[Aim of the task]:
Wherever the string "must" turns up in the data, copy the whole line.

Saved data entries
————————

//! Cross-stream read models fed from committed order events.
//!
//! Projections are rebuilt from the event logs when the store opens and are
//! kept current by the store's commit sink afterwards. They never decide
//! anything; they only fold what the order actors have already committed.

use std::collections::{BTreeMap, HashMap};

use crate::aggregate::{Aggregate, decode_domain_event};
use crate::conversation::Party;
use crate::event::{Scope, StoredEvent};
use crate::lifecycle::{OrderEvent, OrderStream};
use crate::order::{Order, OrderId, OrderStatus, OrderSummary};

/// A cross-stream read model built from the event logs.
///
/// # Contract
///
/// - [`apply`](Projection::apply) must be deterministic: given the same
///   sequence of events, it must produce the same state.
/// - Unknown event types or aggregate types are skipped. Filtering happens in
///   the method body.
pub trait Projection: Default + Clone + Send + Sync + 'static {
    /// Human-readable name, used in log fields.
    const NAME: &'static str;

    /// Apply a single committed event.
    fn apply(&mut self, event: &StoredEvent);
}

/// Decode an order event, or `None` if the record is not one.
fn order_event(record: &StoredEvent) -> Option<(OrderId, OrderEvent)> {
    if record.aggregate_type != OrderStream::AGGREGATE_TYPE {
        return None;
    }
    let id = record.instance_id.parse::<u64>().ok()?;
    Some((OrderId(id), decode_domain_event::<OrderStream>(record)?))
}

/// Latest state of every live order, with the stream version it reflects.
#[derive(Debug, Clone, Default)]
pub struct OrderDirectory {
    orders: BTreeMap<OrderId, (Order, u64)>,
}

impl OrderDirectory {
    pub fn get(&self, id: OrderId) -> Option<&Order> {
        self.orders.get(&id).map(|(order, _)| order)
    }

    pub fn version(&self, id: OrderId) -> Option<u64> {
        self.orders.get(&id).map(|(_, version)| *version)
    }

    pub fn contains(&self, id: OrderId) -> bool {
        self.orders.contains_key(&id)
    }

    /// Orders visible in `scope`, oldest id first.
    pub fn in_scope(&self, scope: Scope) -> impl Iterator<Item = (&Order, u64)> {
        self.orders
            .values()
            .filter(move |(order, _)| scope.covers(order))
            .map(|(order, version)| (order, *version))
    }

    /// Number of live orders.
    pub fn len(&self) -> usize {
        self.orders.len()
    }

    pub fn is_empty(&self) -> bool {
        self.orders.is_empty()
    }
}

impl Projection for OrderDirectory {
    const NAME: &'static str = "order-directory";

    fn apply(&mut self, record: &StoredEvent) {
        let Some((id, event)) = order_event(record) else {
            return;
        };
        match event {
            OrderEvent::Created { order } => {
                self.orders.insert(id, (order, record.stream_version));
            }
            OrderEvent::Discarded { .. } => {
                self.orders.remove(&id);
            }
            other => {
                let Some((order, version)) = self.orders.get_mut(&id) else {
                    return;
                };
                *version = record.stream_version;
                match other {
                    OrderEvent::StatusAdvanced { to, at, .. } => {
                        order.status = to;
                        order.updated_at = at;
                    }
                    OrderEvent::FilesAttached { files, at } => {
                        order.files.extend(files);
                        order.updated_at = at;
                    }
                    // Messages bump the version only.
                    _ => {}
                }
            }
        }
    }
}

/// Unread counts per order for each conversation side.
#[derive(Debug, Clone, Copy, Default, PartialEq, Eq)]
pub struct UnreadCounts {
    pub customer: u32,
    pub shop_owner: u32,
}

impl UnreadCounts {
    pub fn get(&self, party: Party) -> u32 {
        match party {
            Party::Customer => self.customer,
            Party::ShopOwner => self.shop_owner,
        }
    }

    fn slot(&mut self, party: Party) -> &mut u32 {
        match party {
            Party::Customer => &mut self.customer,
            Party::ShopOwner => &mut self.shop_owner,
        }
    }
}

/// Denormalized unread counter.
///
/// `MessageSent` increments the recipient's count and `MessagesRead` zeroes
/// the reader's. The counts always equal what a scan over the messages
/// would give.
#[derive(Debug, Clone, Default)]
pub struct UnreadCounter {
    counts: HashMap<OrderId, UnreadCounts>,
}

impl UnreadCounter {
    pub fn count(&self, order: OrderId, party: Party) -> u32 {
        self.counts.get(&order).map_or(0, |c| c.get(party))
    }

    pub fn counts(&self, order: OrderId) -> UnreadCounts {
        self.counts.get(&order).copied().unwrap_or_default()
    }
}

impl Projection for UnreadCounter {
    const NAME: &'static str = "unread-counter";

    fn apply(&mut self, record: &StoredEvent) {
        let Some((id, event)) = order_event(record) else {
            return;
        };
        match event {
            OrderEvent::MessageSent { message } => {
                *self
                    .counts
                    .entry(id)
                    .or_default()
                    .slot(message.sender_role.counterpart()) += 1;
            }
            OrderEvent::MessagesRead { reader, .. } => {
                *self.counts.entry(id).or_default().slot(reader) = 0;
            }
            OrderEvent::Discarded { .. } => {
                self.counts.remove(&id);
            }
            _ => {}
        }
    }
}

/// The read models the store maintains, applied together so a reader never
/// sees one ahead of the other.
#[derive(Debug, Clone, Default)]
pub struct ReadModels {
    pub directory: OrderDirectory,
    pub unread: UnreadCounter,
}

impl ReadModels {
    pub fn apply(&mut self, record: &StoredEvent) {
        self.directory.apply(record);
        self.unread.apply(record);
        tracing::debug!(
            projections = ?[OrderDirectory::NAME, UnreadCounter::NAME],
            instance_id = %record.instance_id,
            version = record.stream_version,
            "projections applied"
        );
    }

    /// Dashboard listing for `scope`, with the scope's viewer unread counts.
    pub fn summaries(&self, scope: Scope) -> Vec<OrderSummary> {
        let viewer = scope.viewer();
        self.directory
            .in_scope(scope)
            .map(|(order, version)| OrderSummary {
                order: order.clone(),
                unread_count: self.unread.count(order.id, viewer),
                version,
            })
            .collect()
    }

    pub fn summary(&self, id: OrderId, viewer: Party) -> Option<OrderSummary> {
        let order = self.directory.get(id)?;
        Some(OrderSummary {
            order: order.clone(),
            unread_count: self.unread.count(id, viewer),
            version: self.directory.version(id).unwrap_or(0),
        })
    }

    /// Completed orders of a shop, most recently updated first.
    pub fn history(&self, scope: Scope) -> Vec<Order> {
        let mut done: Vec<Order> = self
            .directory
            .in_scope(scope)
            .filter(|(order, _)| order.status == OrderStatus::Completed)
            .map(|(order, _)| order.clone())
            .collect();
        done.sort_by(|a, b| b.updated_at.cmp(&a.updated_at));
        done
    }

    pub fn unread_total(&self, scope: Scope) -> u32 {
        let viewer = scope.viewer();
        self.directory
            .in_scope(scope)
            .map(|(order, _)| self.unread.count(order.id, viewer))
            .sum()
    }
}

#[cfg(test)]
mod tests {
    use super::*;
    use crate::auth::Principal;
    use crate::command::CommandContext;
    use crate::conversation::Message;
    use crate::event::encode_domain_event;
    use crate::order::{CustomerId, MessageId, OrderPayload, OrderType, ShopId, UserId};

    struct Log {
        version: u64,
        models: ReadModels,
    }

    impl Log {
        fn new() -> Self {
            Self {
                version: 0,
                models: ReadModels::default(),
            }
        }

        fn push(&mut self, id: u64, event: OrderEvent) {
            self.version += 1;
            let record = encode_domain_event::<OrderStream>(
                &event,
                &CommandContext::for_principal(&Principal::admin(1)),
                &id.to_string(),
                self.version,
            )
            .expect("encode");
            self.models.apply(&record);
        }
    }

    fn created(id: u64, shop: u64) -> OrderEvent {
        OrderEvent::Created {
            order: Order::new(
                OrderId(id),
                CustomerId(5),
                ShopId(shop),
                OrderType::Walkin,
                OrderPayload::default(),
                id,
            ),
        }
    }

    fn sent(id: u64, msg: u64, from: Party) -> OrderEvent {
        OrderEvent::MessageSent {
            message: Message {
                id: MessageId(msg),
                order_id: OrderId(id),
                sender_id: UserId(1),
                sender_role: from,
                content: "hi".to_string(),
                timestamp: 0,
                is_read: false,
            },
        }
    }

    #[test]
    fn directory_tracks_status_and_version() {
        let mut log = Log::new();
        log.push(1, created(1, 9));
        log.push(
            1,
            OrderEvent::StatusAdvanced {
                from: OrderStatus::New,
                to: OrderStatus::Processing,
                at: 30,
            },
        );

        let order = log.models.directory.get(OrderId(1)).expect("order listed");
        assert_eq!(order.status, OrderStatus::Processing);
        assert_eq!(order.updated_at, 30);
        assert_eq!(log.models.directory.version(OrderId(1)), Some(2));
    }

    #[test]
    fn discarded_orders_leave_the_directory() {
        let mut log = Log::new();
        log.push(1, created(1, 9));
        log.push(1, OrderEvent::Discarded { at: 3 });
        assert!(!log.models.directory.contains(OrderId(1)));
        assert!(log.models.summaries(Scope::Shop(ShopId(9))).is_empty());
    }

    #[test]
    fn unread_increments_recipient_and_read_zeroes_reader() {
        let mut log = Log::new();
        log.push(1, created(1, 9));
        log.push(1, sent(1, 1, Party::Customer));
        log.push(1, sent(1, 2, Party::Customer));
        log.push(1, sent(1, 3, Party::ShopOwner));

        let counts = log.models.unread.counts(OrderId(1));
        assert_eq!(counts, UnreadCounts { customer: 1, shop_owner: 2 });

        log.push(
            1,
            OrderEvent::MessagesRead {
                reader: Party::ShopOwner,
                message_ids: vec![MessageId(1), MessageId(2)],
                at: 0,
            },
        );
        assert_eq!(log.models.unread.count(OrderId(1), Party::ShopOwner), 0);
        assert_eq!(log.models.unread.count(OrderId(1), Party::Customer), 1);
    }

    #[test]
    fn totals_are_summed_per_scope() {
        let mut log = Log::new();
        log.push(1, created(1, 9));
        log.push(2, created(2, 9));
        log.push(3, created(3, 8));
        log.push(1, sent(1, 1, Party::Customer));
        log.push(2, sent(2, 1, Party::Customer));
        log.push(3, sent(3, 1, Party::Customer));

        assert_eq!(log.models.unread_total(Scope::Shop(ShopId(9))), 2);
        assert_eq!(log.models.unread_total(Scope::Shop(ShopId(8))), 1);
        assert_eq!(log.models.unread_total(Scope::Customer(CustomerId(5))), 0);
    }

    #[test]
    fn history_lists_completed_orders_only() {
        let mut log = Log::new();
        log.push(1, created(1, 9));
        log.push(2, created(2, 9));
        for (from, to) in [
            (OrderStatus::New, OrderStatus::Processing),
            (OrderStatus::Processing, OrderStatus::Ready),
            (OrderStatus::Ready, OrderStatus::Completed),
        ] {
            log.push(1, OrderEvent::StatusAdvanced { from, to, at: 40 });
        }

        let history = log.models.history(Scope::Shop(ShopId(9)));
        assert_eq!(history.len(), 1);
        assert_eq!(history[0].id, OrderId(1));
    }

    #[test]
    fn foreign_records_are_ignored() {
        let mut log = Log::new();
        log.push(1, created(1, 9));
        let mut record = encode_domain_event::<OrderStream>(
            &OrderEvent::Discarded { at: 0 },
            &CommandContext::default(),
            "1",
            2,
        )
        .expect("encode");
        record.aggregate_type = "invoice".to_string();
        log.models.apply(&record);
        assert!(log.models.directory.contains(OrderId(1)));
    }
}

————————

[Problem solution]:
/// - [`apply`](Projection::apply) must be deterministic: given the same
///   sequence of events, it must produce the same state.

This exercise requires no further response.